Mullins, the father of the family, located the spot at Catley, where now
stands the only natural seltzer spring in Britain.... Proceeding to the
site of the dried-up well, Mullins took out a =V=-shaped twig, the forks
of which were each about a foot long, and walked slowly along the ground
a short distance from the well. Suddenly the twig revolved ... and
Mullins confidently asserted that he was standing over a subterranean
watercourse. Proceeding to the other side of the well, he traced, or
professed to trace, the course of the hidden stream, and marked a spot
contiguous to the buildings where he asserted a good spring would be
tapped at a depth of from 120 to 130 feet, and he advised that a well
should be sunk there.

"It was told to Mullins that his father asserted the seltzer spring
flowed under a hedge on the other side of the field in which we were
then standing, and he was asked to indicate the place. Starting at one
end of the field, he walked close by the hedge side. He had gone about
100 yards when the twig began to play, and digging his heel in the
ground, he thus marked the spot. Mr. Allen, who was present when
Mullins, sen., also located the spring, sent a man for a spade, and a
stake was dug up which eight years ago was driven in by Mr. Allen to
mark the place. Mullins, jun., had touched the spot exactly."

The same newspaper of 23rd August 1895 announces the result of digging
in the spot indicated as follows:--

"Our readers will remember that a few weeks ago our columns contained an
article relative to the finding of water at Catley Abbey by means of
hazel twigs in the hands of Mr. Mullins, the eminent 'dowser.' We are
now able to state that a well having been sunk in the position indicated
by Mr. Mullins, a valuable supply of water has been obtained, and that
at a depth of about 5 feet less than that mentioned by him."

Professor Barrett says: "I sent Mr. Allen the foregoing account, and
asked if it were correct. He replies that it is perfectly accurate, the
facts being most interesting, and occurred as stated in the letter and
newspaper report."[59]

III. Mr. Leicester Gataker, Crescent Gardens, Bath, who is a gentleman
by birth and education, soon after leaving Bath College, discovered to
his surprise that a forked twig revolved in his hands in the same way as
it did with a local "diviner." The following is Case 123 in Professor
Barrett's Report:--

"Mr. Gataker states that, being engaged by Messrs Ruscombe Poole & Son,
the well-known solicitors of Bridgwater, he found a spring less than 14
feet deep, and within 3 or 4 yards of a useless well, 20 feet deep, sunk
prior to his visit. In corroboration he encloses the following letter:--

"'BRIDGWATER, SOMERSET, July 1896.

"'We have sunk a well in the garden, and a copious spring has
been found at 13 feet 6 inches, which amply verifies your
prediction. "'J. RUSCOMBE POOLE & SON.'"

Professor Barrett says: "I wrote to Mr. Ruscombe Poole, and asked him if
Mr. Gataker's statements were correct, and he replies:--

"'BRIDGWATER, January 15, 1897.

"'We return the paper you sent us. As regards the statement that
there was a well about 20 feet deep which was useless, this is
perfectly true, because the water in it was foul and smelt
badly. The supply found is a very much more copious one than the
old well, which contained very little water.'"[60]
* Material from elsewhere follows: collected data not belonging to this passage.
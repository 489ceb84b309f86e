/// Default pipeline sample rate in Hz.
pub const DEFAULT_SAMPLE_RATE: u32 = 44_100;

/// Default number of interleaved channels.
pub const DEFAULT_CHANNELS: usize = 2;

/// Default number of frames per working block.
pub const DEFAULT_BLOCK_FRAMES: usize = 128;

/// Consecutive zero-progress sink writes tolerated per pump before yielding.
pub const DEFAULT_WRITE_ATTEMPTS: u32 = 4;

/// Largest channel count a pipeline accepts.
pub const MAX_CHANNELS: usize = 16;

/// Largest working block, in frames.
pub const MAX_BLOCK_FRAMES: usize = 4096;

/// Largest IIR filter order (history length per direction).
pub const MAX_IIR_ORDER: usize = 16;

/// Upper bound on any delay line length, in samples (about 23.8 s at 44.1 kHz).
pub const MAX_DELAY_SAMPLES: usize = 1 << 20;

/// Frames per I2S DMA transfer.
pub const I2S_DMA_FRAMES: usize = 128;
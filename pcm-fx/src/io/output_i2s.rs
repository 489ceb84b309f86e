//! DMA-driven I2S stereo output.
//!
//! [`I2sOutput`] is the sink at the end of a stereo `i16` pipeline. The pipe
//! writes interleaved frames into a bounded staging buffer; the DMA
//! completion interrupt drains one DMA block of frames per call and packs
//! them into the transmit buffer.
//!
//! ## Architecture
//!
//! ```text
//! StreamPipe                 Staging (bounded)            DMA Buffer            SAI1 TX
//! ┌───────────┐  write   ┌──────────────────────┐ isr ┌──────────────────┐    ┌─────────┐
//! │ L R L R … ├─────────►│ SampleBuffer<i16>    ├────►│ 128 × u32        ├DMA►│  TDR[0] │
//! └───────────┘          └──────────────────────┘     │ (R << 16) | L    │    └─────────┘
//!                                                     └──────────────────┘
//! ```
//!
//! A full staging buffer accepts only part of a write; the pipe keeps the
//! rest pending. If the interrupt finds fewer frames than one DMA block, the
//! missing frames are sent as silence and the underrun is counted.
//!
//! ## Usage with RTIC
//!
//! ```ignore
//! // In init: configure SAI1 + DMA, create the output and the pipe
//! let output = I2sOutput::new(4 * I2S_DMA_FRAMES, true)?;
//!
//! // In DMA ISR: fill the buffer and re-arm
//! if output.isr(&mut DMA_TX_BUFFER) { /* schedule pipe.pump() */ }
//! ```

use crate::buffer::{OverflowPolicy, SampleBuffer};
use crate::constants::I2S_DMA_FRAMES;
use crate::error::Result;

use super::interleave::{pack_stereo, silence};
use super::Sink;

/// Stereo `i16` sink feeding a DMA-driven I2S transmitter.
pub struct I2sOutput {
    /// Interleaved `[l, r, l, r, …]` frames waiting for the interrupt.
    staging: SampleBuffer<i16>,
    /// If `true`, [`isr()`](Self::isr) asks for the pipe to be pumped.
    update_responsibility: bool,
    underruns: u32,
}

impl I2sOutput {
    /// Output staging up to `capacity_frames` stereo frames.
    ///
    /// - `update_responsibility`: if `true`, this output's ISR signals that
    ///   the pipe should be pumped. Typically only one output in the system
    ///   has this responsibility.
    pub fn new(capacity_frames: usize, update_responsibility: bool) -> Result<Self> {
        Ok(I2sOutput {
            staging: SampleBuffer::new(capacity_frames * 2, OverflowPolicy::Reject)?,
            update_responsibility,
            underruns: 0,
        })
    }

    /// Handle the DMA interrupt: pack the next [`I2S_DMA_FRAMES`] frames into
    /// `dma_buffer`, padding with silence on underrun.
    ///
    /// Returns `true` when this output has update responsibility.
    pub fn isr(&mut self, dma_buffer: &mut [u32; I2S_DMA_FRAMES]) -> bool {
        let mut frames = [0i16; 2 * I2S_DMA_FRAMES];
        // Staging only ever holds whole frames
        let ready = (self.staging.available() / 2).min(I2S_DMA_FRAMES);
        for slot in frames[..2 * ready].iter_mut() {
            *slot = self.staging.pop().unwrap_or(0);
        }
        pack_stereo(&mut dma_buffer[..ready], &frames[..2 * ready]);

        if ready < I2S_DMA_FRAMES {
            silence(&mut dma_buffer[ready..]);
            self.underruns = self.underruns.saturating_add(1);
        }
        self.update_responsibility
    }

    /// Whether this output is responsible for triggering pipe updates.
    pub fn has_update_responsibility(&self) -> bool {
        self.update_responsibility
    }

    /// Frames waiting for the next interrupt.
    pub fn buffered_frames(&self) -> usize {
        self.staging.available() / 2
    }

    /// Interrupts that had to send silence.
    pub fn underruns(&self) -> u32 {
        self.underruns
    }
}

impl Sink<i16> for I2sOutput {
    /// Accepts whole frames only, as many as fit.
    fn write_block(&mut self, buf: &[i16]) -> usize {
        let count = buf.len().min(self.staging.free()) & !1;
        for &sample in &buf[..count] {
            // count <= free(), so the rejecting push cannot fail
            let _ = self.staging.push(sample);
        }
        count
    }
}
//! Interleave/deinterleave utilities.
//!
//! Two layouts meet here:
//!
//! - **Interleaved blocks** as exchanged by sources, sinks and the stream
//!   pipe: frame after frame, one sample per channel, `[c0, c1, …, cN-1,
//!   c0, c1, …]`.
//! - **Packed stereo DMA words** as used by the I2S transmitter. Each `u32`
//!   holds one 16-bit stereo frame:
//!   - Lower 16 bits (bits 0–15): left channel sample (`i16`)
//!   - Upper 16 bits (bits 16–31): right channel sample (`i16`)
//!
//!   On little-endian ARM this is `[left, right]` as consecutive `i16`
//!   values in memory, matching the SAI I2S frame format.

use crate::sample::Sample;

/// Pack one stereo frame: `(right << 16) | (left & 0xFFFF)`.
#[inline(always)]
pub fn pack_lr(left: i16, right: i16) -> u32 {
    (left as u16 as u32) | ((right as u16 as u32) << 16)
}

/// Split a packed stereo frame into `(left, right)`.
#[inline(always)]
pub fn unpack_lr(word: u32) -> (i16, i16) {
    (word as i16, (word >> 16) as i16)
}

/// Pack interleaved stereo samples `[l, r, l, r, …]` into DMA words.
///
/// # Panics
///
/// Debug-asserts that `frames` holds exactly two samples per destination word.
pub fn pack_stereo(dest: &mut [u32], frames: &[i16]) {
    debug_assert_eq!(frames.len(), dest.len() * 2);

    for (word, frame) in dest.iter_mut().zip(frames.chunks_exact(2)) {
        *word = pack_lr(frame[0], frame[1]);
    }
}

/// Unpack DMA words into interleaved stereo samples.
///
/// # Panics
///
/// Debug-asserts that `frames` has room for two samples per source word.
pub fn unpack_stereo(src: &[u32], frames: &mut [i16]) {
    debug_assert_eq!(frames.len(), src.len() * 2);

    for (&word, frame) in src.iter().zip(frames.chunks_exact_mut(2)) {
        let (left, right) = unpack_lr(word);
        frame[0] = left;
        frame[1] = right;
    }
}

/// Fill a region of the DMA buffer with silence (zero for both channels).
pub fn silence(dest: &mut [u32]) {
    dest.fill(0);
}

/// Copy channel `channel` of an interleaved block into `dest`. Returns the
/// number of frames copied (the shorter of the two).
pub fn extract_channel<S: Sample>(
    block: &[S],
    channels: usize,
    channel: usize,
    dest: &mut [S],
) -> usize {
    debug_assert!(channel < channels);

    let mut copied = 0;
    for (frame, out) in block.chunks_exact(channels).zip(dest.iter_mut()) {
        *out = frame[channel];
        copied += 1;
    }
    copied
}

#[cfg(test)]
mod tests {
    use super::*;

    #[test]
    fn pack_places_left_low() {
        let word = pack_lr(100, -600);
        assert_eq!(word as i16, 100);
        assert_eq!((word >> 16) as i16, -600);
        assert_eq!(unpack_lr(word), (100, -600));
    }

    #[test]
    fn pack_stereo_basic() {
        let frames = [100i16, 500, -200, -600];
        let mut dest = [0u32; 2];

        pack_stereo(&mut dest, &frames);

        assert_eq!(dest[0], (100u16 as u32) | ((500u16 as u32) << 16));
        assert_eq!(
            dest[1],
            ((-200i16 as u16) as u32) | (((-600i16 as u16) as u32) << 16)
        );
    }

    #[test]
    fn extreme_values_survive_packing() {
        let frames = [i16::MIN, i16::MAX, i16::MAX, i16::MIN, -1, 0, 0, -1];
        let mut packed = [0u32; 4];
        pack_stereo(&mut packed, &frames);

        let mut out = [0i16; 8];
        unpack_stereo(&packed, &mut out);
        assert_eq!(out, frames);
    }

    #[test]
    fn silence_zeroes_buffer() {
        let mut buf = [0xDEAD_BEEFu32; 8];
        silence(&mut buf);
        assert!(buf.iter().all(|&x| x == 0));
    }

    #[test]
    fn extract_channel_from_block() {
        // 3 channels, 3 frames
        let block = [1i16, 2, 3, 11, 12, 13, 21, 22, 23];
        let mut mid = [0i16; 3];
        assert_eq!(extract_channel(&block, 3, 1, &mut mid), 3);
        assert_eq!(mid, [2, 12, 22]);

        let mut last = [0i16; 2];
        assert_eq!(extract_channel(&block, 3, 2, &mut last), 2);
        assert_eq!(last, [3, 13]);
    }

    #[test]
    fn extract_ignores_trailing_partial_frame() {
        let block = [1i16, 2, 3, 4, 5];
        let mut left = [0i16; 4];
        assert_eq!(extract_channel(&block, 2, 0, &mut left), 2);
        assert_eq!(left[..2], [1, 3]);
    }
}
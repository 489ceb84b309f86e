//! Per-sample mixing and time conversion helpers.

/// Linear interpolation between `a` and `b` by `frac` in `[0, 1)`.
#[inline(always)]
pub fn lerp(a: f32, b: f32, frac: f32) -> f32 {
    a + frac * (b - a)
}

/// Crossfade between the dry and wet signal: `(1 - mix) * dry + mix * wet`.
#[inline(always)]
pub fn dry_wet(dry: f32, wet: f32, mix: f32) -> f32 {
    (1.0 - mix) * dry + mix * wet
}

/// Convert a duration in milliseconds to a (fractional) sample count.
#[inline]
pub fn ms_to_samples(milliseconds: f32, sample_rate: u32) -> f32 {
    milliseconds * sample_rate as f32 / 1000.0
}

/// Split a non-negative fractional delay into its integer offset and fraction.
#[inline(always)]
pub fn split_delay(delay: f32) -> (usize, f32) {
    let whole = libm::floorf(delay);
    (whole as usize, delay - whole)
}

/// Q16.16 fixed-point representation of a gain, clamped to ±32767.0.
pub fn gain_to_q16(level: f32) -> i32 {
    let clamped = level.clamp(-32767.0, 32767.0);
    (clamped * 65536.0) as i32
}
The Index to Professor Barrett's Reports enumerates between three and
four hundred persons with whom experiments with the Divining Rod are
described. A list of the names of "dowsers" is also given. This list
includes the names of about seventy professional "dowsers," and of
nearly as many amateur "dowsers." These figures show the extent to which
the use of the rod prevails, and also the work which the preparation of
the Reports involved. As a specimen of the kind of evidence presented by
Professor Barrett from miscellaneous sources, the following may be
quoted:--

"In the present Report numerous independent witnesses of unimpeachable
integrity, and some with high scientific attainments, testify to the
same class of facts, viz.:--(1) The automatic and apparently
irresistible motion of the twig in the hands often of a complete novice;
and (2) that, when the forked twig does not move in a person's hands,
if the dowser takes one link of the twig, or even places his hand on the
wrist of the insensitive person, the previously inert twig now turns
vigorously and often breaks in two in the effort to resist its motion.
As regards (1), see the letter from the President of the Royal
Geological Society of Cornwall on p. 219,[61] who states that the Clerk
of his Parish Council, on finding the rod suddenly twist in his hands,
called out--'It is alive, sir, it is alive!' Mr. Enys adds: 'This
exactly describes the sensation when the rod moves.' ... Mr. Bennett, of
Oxford, on p. 176, refers to the frantic motion and the ultimate
breaking of the twig 'held firmly' in the dowser's hands.... As regards
(2), see Mr. Morton's letter to The Engineer, given on p. 172; Mr.
Morton found the rod would not move in his hands, but when the late John
Mullins, the dowser, 'laid his hands on my wrists and grasped them
firmly, then the twig instantly began to turn, and continued turning
till he removed his hands. He never touched the twig while it was in my
hands.' Mr. Montague Price in his letter on p. 181 states: 'I held one
side of the forked rod myself and the diviner the other, and when we
came to water [alleged underground water] the strain was so great on my
fingers I was obliged to ask him to stop. From the position of the rod
it was almost impossible for him to produce the pressure, which
increased with the strength of the stream.' ...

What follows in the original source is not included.